If you are a business debtor, I can help both in and out of bankruptcy to optimize results for you while your stabilize and reposition your business for future success.
In representing creditors, I understand that your paramount concern is collecting the debt without legal fees that will swallow the debtor's payments. I have found that candor backed with action works best with honest debtors. With dishonest debtors, the best course is swift and sure steps to collect without bothering to negotiate because there is no need to talk with a liar.
Even when a debtor files for bankruptcy, you can recover money owed you. Creditors can and do receive payment from bankrupts. I have represented several creditors that successfully recovered at least part of the debt owed them. Please call or email me to see what I can do to assist you.
Example: Client H was a commodities trader due $2.3 million in annual trading profits, plus a $300,000 deposit when his clearing house filed for bankruptcy. I successfully represented the trader’s heir (he died during the litigation) in recovering most of the amount due him even though the clearing house was bankrupt. I then drafted a trust for the benefit of Client H’s children so this money would be used for their benefit over their lives.
The theory of bankruptcy is that honest people make mistakes and get in over their heads. As a society, we have decided that someone unable to pay their debts should have an opportunity to move on with his/her life without spending the rest of their days in debt and saddled with bad credit. Thus, bankruptcy is the legal vehicle that allows honest debtors to be relieved of paying most debts so that they can go on with their lives.
Sometimes, businesses need some time and breathing space to re-order their debts in Chapter 11 so as to have a fair opportunity to pay creditors more than what they’d receive in liquidating the business. Similarly, Chapter 13 is the parallel version for the individual. Now, there are the new provisions under the Small Business Reorganization Act.
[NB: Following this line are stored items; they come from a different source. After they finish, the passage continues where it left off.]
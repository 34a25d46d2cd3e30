//! # atelier-search
//!
//! Natural-language product search for atelier.
//!
//! This crate provides:
//! - Cache keys and the volatile query cache (Redis, or in-process LRU)
//! - Three-tier query resolution: cache, durable store, generative extraction
//! - Multi-query merge with contradiction and category-conflict detection
//! - Catalog filtering and display variant selection
//! - [`SearchPipeline`], tying the above together for one request
//!
//! ## Example
//!
//! ```ignore
//! use std::sync::Arc;
//! use atelier_search::{
//!     query_cache_from_config, QueryResolver, SearchConfig, SearchPipeline, SearchRequest,
//! };
//!
//! let config = SearchConfig::from_env();
//! let cache = query_cache_from_config(&config).await;
//! let resolver = QueryResolver::new(cache, extractor)
//!     .with_store(store)
//!     .with_config(&config);
//! let pipeline = SearchPipeline::new(Arc::new(resolver), catalog, schemas);
//!
//! let outcome = pipeline
//!     .search(SearchRequest::new(["black coat", "without belt"]))
//!     .await?;
//! ```

pub mod cache;
pub mod catalog;
pub mod config;
pub mod display;
pub mod filter;
pub mod keys;
pub mod merge;
pub mod pipeline;
pub mod resolver;

// Re-export core types
pub use atelier_core::*;

pub use cache::{
    query_cache_from_config, MemoryQueryCache, QueryCache, RedisQueryCache, MAX_MEMORY_TTL,
};
pub use catalog::StaticCatalog;
pub use config::SearchConfig;
pub use display::{select_display_variant, DisplayChoice};
pub use filter::{FilterSelection, ManualFilters, BRIGHTNESS_KEY};
pub use keys::{cache_key, durable_key};
pub use merge::{
    merge, AccumulatedFilterState, ConflictSignal, MergeFold, MergeOutcome, QueryContribution,
};
pub use pipeline::{ProductHit, SearchOutcome, SearchPipeline, SearchRequest, SearchSummary};
pub use resolver::{QueryResolution, QueryResolver, ResolutionTier};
This streamlined approach can facilitate your business’ continued operations. Finally, both businesses and individuals have Chapter 7 liquidation is available when there is not enough on hand or on the horizon to make continuing worthwhile.
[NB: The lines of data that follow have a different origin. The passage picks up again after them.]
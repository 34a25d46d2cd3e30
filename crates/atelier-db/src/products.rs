//! Product catalog repository.
//!
//! Products are loaded with their categories, variants and images in four
//! batched queries regardless of result size.

use std::collections::HashMap;

use async_trait::async_trait;
use chrono::Utc;
use sqlx::postgres::PgRow;
use sqlx::{Pool, Postgres, Row};
use tracing::debug;
use uuid::Uuid;

use atelier_core::{
    Brightness, Error, Product, ProductCatalog, ProductFeatureStore, ProductImage, ProductVariant,
    Result,
};

const PRODUCT_COLUMNS: &str = "p.id, p.name, p.slug, p.description, p.price, p.features";

/// Input for inserting a product with its variants.
#[derive(Debug, Clone, Default)]
pub struct NewProduct {
    pub name: String,
    pub slug: String,
    pub description: String,
    pub price: f64,
    pub categories: Vec<String>,
    pub features: serde_json::Map<String, serde_json::Value>,
    pub variants: Vec<NewVariant>,
}

/// Input for one variant of a [`NewProduct`].
#[derive(Debug, Clone, Default)]
pub struct NewVariant {
    pub color: String,
    pub size: String,
    pub brightness: Option<String>,
    pub stock_quantity: i32,
    /// (storage path, is_main)
    pub images: Vec<(String, bool)>,
}

/// PostgreSQL implementation of the catalog traits.
pub struct PgProductRepository {
    pool: Pool<Postgres>,
}

impl PgProductRepository {
    /// Create a new PgProductRepository with the given connection pool.
    pub fn new(pool: Pool<Postgres>) -> Self {
        Self { pool }
    }

    /// Insert a product, creating missing categories. Returns the product id.
    pub async fn create(&self, product: &NewProduct) -> Result<Uuid> {
        let now = Utc::now();
        let product_id = Uuid::now_v7();
        let mut tx = self.pool.begin().await.map_err(Error::Database)?;

        sqlx::query(
            r#"
            INSERT INTO product (id, name, slug, description, price, features, created_at_utc, updated_at_utc)
            VALUES ($1, $2, $3, $4, $5, $6, $7, $7)
            "#,
        )
        .bind(product_id)
        .bind(&product.name)
        .bind(&product.slug)
        .bind(&product.description)
        .bind(product.price)
        .bind(serde_json::Value::Object(product.features.clone()))
        .bind(now)
        .execute(&mut *tx)
        .await
        .map_err(Error::Database)?;

        for name in &product.categories {
            let category_id: Uuid = sqlx::query_scalar(
                r#"
                INSERT INTO category (id, name, created_at_utc) VALUES ($1, $2, $3)
                ON CONFLICT (name) DO UPDATE SET name = EXCLUDED.name
                RETURNING id
                "#,
            )
            .bind(Uuid::now_v7())
            .bind(name)
            .bind(now)
            .fetch_one(&mut *tx)
            .await
            .map_err(Error::Database)?;

            sqlx::query(
                "INSERT INTO product_category (product_id, category_id) VALUES ($1, $2) ON CONFLICT DO NOTHING",
            )
            .bind(product_id)
            .bind(category_id)
            .execute(&mut *tx)
            .await
            .map_err(Error::Database)?;
        }

        for variant in &product.variants {
            let variant_id = Uuid::now_v7();
            sqlx::query(
                r#"
                INSERT INTO product_variant (id, product_id, color, size, brightness, stock_quantity, created_at_utc)
                VALUES ($1, $2, $3, $4, $5, $6, $7)
                "#,
            )
            .bind(variant_id)
            .bind(product_id)
            .bind(&variant.color)
            .bind(&variant.size)
            .bind(variant.brightness.as_deref())
            .bind(variant.stock_quantity)
            .bind(now)
            .execute(&mut *tx)
            .await
            .map_err(Error::Database)?;

            for (path, is_main) in &variant.images {
                sqlx::query(
                    "INSERT INTO product_image (id, variant_id, path, is_main, created_at_utc) VALUES ($1, $2, $3, $4, $5)",
                )
                .bind(Uuid::now_v7())
                .bind(variant_id)
                .bind(path)
                .bind(is_main)
                .bind(now)
                .execute(&mut *tx)
                .await
                .map_err(Error::Database)?;
            }
        }

        tx.commit().await.map_err(Error::Database)?;
        Ok(product_id)
    }

    /// Attach categories, variants and images to product rows.
    async fn assemble(&self, rows: Vec<PgRow>) -> Result<Vec<Product>> {
        let mut products: Vec<Product> = rows
            .into_iter()
            .map(|row| {
                let features: serde_json::Value = row.get("features");
                Product {
                    id: row.get("id"),
                    name: row.get("name"),
                    slug: row.get("slug"),
                    description: row.get("description"),
                    price: row.get("price"),
                    categories: Vec::new(),
                    features: match features {
                        serde_json::Value::Object(map) => map,
                        _ => serde_json::Map::new(),
                    },
                    variants: Vec::new(),
                }
            })
            .collect();

        if products.is_empty() {
            return Ok(products);
        }
        let product_ids: Vec<Uuid> = products.iter().map(|p| p.id).collect();

        let category_rows = sqlx::query(
            r#"
            SELECT pc.product_id, c.name
            FROM product_category pc
            JOIN category c ON c.id = pc.category_id
            WHERE pc.product_id = ANY($1)
            ORDER BY c.name
            "#,
        )
        .bind(&product_ids)
        .fetch_all(&self.pool)
        .await
        .map_err(Error::Database)?;

        let mut categories: HashMap<Uuid, Vec<String>> = HashMap::new();
        for row in category_rows {
            categories
                .entry(row.get("product_id"))
                .or_default()
                .push(row.get("name"));
        }

        let variant_rows = sqlx::query(
            r#"
            SELECT id, product_id, color, size, brightness, stock_quantity
            FROM product_variant
            WHERE product_id = ANY($1)
            ORDER BY created_at_utc, id
            "#,
        )
        .bind(&product_ids)
        .fetch_all(&self.pool)
        .await
        .map_err(Error::Database)?;

        let variant_ids: Vec<Uuid> = variant_rows.iter().map(|r| r.get("id")).collect();
        let mut images = self.images_for(&variant_ids).await?;

        let mut variants: HashMap<Uuid, Vec<ProductVariant>> = HashMap::new();
        for row in variant_rows {
            let id: Uuid = row.get("id");
            variants
                .entry(row.get("product_id"))
                .or_default()
                .push(row_to_variant(&row, images.remove(&id).unwrap_or_default()));
        }

        for product in &mut products {
            product.categories = categories.remove(&product.id).unwrap_or_default();
            product.variants = variants.remove(&product.id).unwrap_or_default();
        }
        Ok(products)
    }

    async fn images_for(&self, variant_ids: &[Uuid]) -> Result<HashMap<Uuid, Vec<ProductImage>>> {
        let mut images: HashMap<Uuid, Vec<ProductImage>> = HashMap::new();
        if variant_ids.is_empty() {
            return Ok(images);
        }
        let rows = sqlx::query(
            r#"
            SELECT id, variant_id, path, is_main
            FROM product_image
            WHERE variant_id = ANY($1)
            ORDER BY created_at_utc, id
            "#,
        )
        .bind(variant_ids)
        .fetch_all(&self.pool)
        .await
        .map_err(Error::Database)?;

        for row in rows {
            images
                .entry(row.get("variant_id"))
                .or_default()
                .push(ProductImage {
                    id: row.get("id"),
                    path: row.get("path"),
                    is_main: row.get("is_main"),
                });
        }
        Ok(images)
    }
}

fn row_to_variant(row: &PgRow, images: Vec<ProductImage>) -> ProductVariant {
    ProductVariant {
        id: row.get("id"),
        color: row.get("color"),
        size: row.get("size"),
        brightness: row.get("brightness"),
        stock_quantity: row.get("stock_quantity"),
        images,
    }
}

#[async_trait]
impl ProductCatalog for PgProductRepository {
    async fn category_names(&self) -> Result<Vec<String>> {
        sqlx::query_scalar("SELECT name FROM category ORDER BY name")
            .fetch_all(&self.pool)
            .await
            .map_err(Error::Database)
    }

    async fn distinct_colors(&self) -> Result<Vec<String>> {
        sqlx::query_scalar(
            "SELECT DISTINCT color FROM product_variant WHERE color <> '' ORDER BY color",
        )
        .fetch_all(&self.pool)
        .await
        .map_err(Error::Database)
    }

    async fn list_products(&self, category: Option<&str>) -> Result<Vec<Product>> {
        let rows = sqlx::query(&format!(
            r#"
            SELECT {}
            FROM product p
            WHERE $1::text IS NULL OR EXISTS (
                SELECT 1 FROM product_category pc
                JOIN category c ON c.id = pc.category_id
                WHERE pc.product_id = p.id AND LOWER(c.name) = LOWER($1)
            )
            ORDER BY p.name, p.id
            "#,
            PRODUCT_COLUMNS
        ))
        .bind(category)
        .fetch_all(&self.pool)
        .await
        .map_err(Error::Database)?;

        let products = self.assemble(rows).await?;
        debug!(
            subsystem = "db",
            component = "products",
            category = ?category,
            result_count = products.len(),
            "Listed products"
        );
        Ok(products)
    }
}

#[async_trait]
impl ProductFeatureStore for PgProductRepository {
    async fn get_product(&self, id: Uuid) -> Result<Option<Product>> {
        let rows = sqlx::query(&format!(
            "SELECT {} FROM product p WHERE p.id = $1",
            PRODUCT_COLUMNS
        ))
        .bind(id)
        .fetch_all(&self.pool)
        .await
        .map_err(Error::Database)?;

        Ok(self.assemble(rows).await?.into_iter().next())
    }

    async fn list_product_ids(&self) -> Result<Vec<Uuid>> {
        sqlx::query_scalar("SELECT id FROM product ORDER BY created_at_utc, id")
            .fetch_all(&self.pool)
            .await
            .map_err(Error::Database)
    }

    async fn set_features(
        &self,
        id: Uuid,
        features: &serde_json::Map<String, serde_json::Value>,
    ) -> Result<()> {
        let result =
            sqlx::query("UPDATE product SET features = $2, updated_at_utc = $3 WHERE id = $1")
                .bind(id)
                .bind(serde_json::Value::Object(features.clone()))
                .bind(Utc::now())
                .execute(&self.pool)
                .await
                .map_err(Error::Database)?;

        if result.rows_affected() == 0 {
            return Err(Error::NotFound(format!("product {}", id)));
        }
        Ok(())
    }

    async fn get_variant(&self, id: Uuid) -> Result<Option<ProductVariant>> {
        let row = sqlx::query(
            "SELECT id, product_id, color, size, brightness, stock_quantity FROM product_variant WHERE id = $1",
        )
        .bind(id)
        .fetch_optional(&self.pool)
        .await
        .map_err(Error::Database)?;

        let Some(row) = row else {
            return Ok(None);
        };
        let mut images = self.images_for(&[id]).await?;
        Ok(Some(row_to_variant(
            &row,
            images.remove(&id).unwrap_or_default(),
        )))
    }

    async fn list_variant_ids(&self) -> Result<Vec<Uuid>> {
        sqlx::query_scalar("SELECT id FROM product_variant ORDER BY created_at_utc, id")
            .fetch_all(&self.pool)
            .await
            .map_err(Error::Database)
    }

    async fn set_variant_brightness(&self, id: Uuid, brightness: &str) -> Result<()> {
        let value = Brightness::parse(brightness)
            .ok_or_else(|| Error::InvalidInput(format!("invalid brightness '{}'", brightness)))?;

        let result = sqlx::query("UPDATE product_variant SET brightness = $2 WHERE id = $1")
            .bind(id)
            .bind(value.as_str())
            .execute(&self.pool)
            .await
            .map_err(Error::Database)?;

        if result.rows_affected() == 0 {
            return Err(Error::NotFound(format!("variant {}", id)));
        }
        Ok(())
    }
}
The court protects the debtor through the "bankruptcy stay." The stay requires all creditors to immediately stop attempting to collect any debts from you. Without express court permission, creditors can be liable to you if they continue to collect from you after the effective date of the bankruptcy stay.
The court schedules a "Meeting of Creditors" after the case is commenced and the bankruptcy stay is in place. The meeting is presided over by a Trustee. The Trustee's job is to maximize the value of your assets for the benefit of all creditors (not you!) and to verify that the asset/liability listings and that the debtor qualifies for bankruptcy protection. The Trustee is the Debtor’s adversary, and not necessarily a particular creditor’s friend in this process.
Following the Meeting of Creditors, the creditors and the Trustee are provided time to make objections to your bankruptcy petition or other claims on your estate.
Chapter 11, small business and Ch. 13 debtors then have time to put forth a repayment plan that exceeds liquidation value. Once the plan is confirmed, the bankruptcy court discharges the remaining of your debts existed on the date you filed the bankruptcy.
Chapter 11 is expensive but allows many debtors more flexibility, particularly those who are sole proprietors of small businesses. It operates best in a temporary crisis situation. As one bankruptcy judge told me, “it’s an expensive luxury.” While that is true, Chapter 11 can make the difference between a failed business and the poverty that goes with it on one hand, and living to fight another day on the other.
For Chapter 11 creditors, the goal is to get as close to the front of the creditors’ line as possible, and hopefully be paid as soon as possible.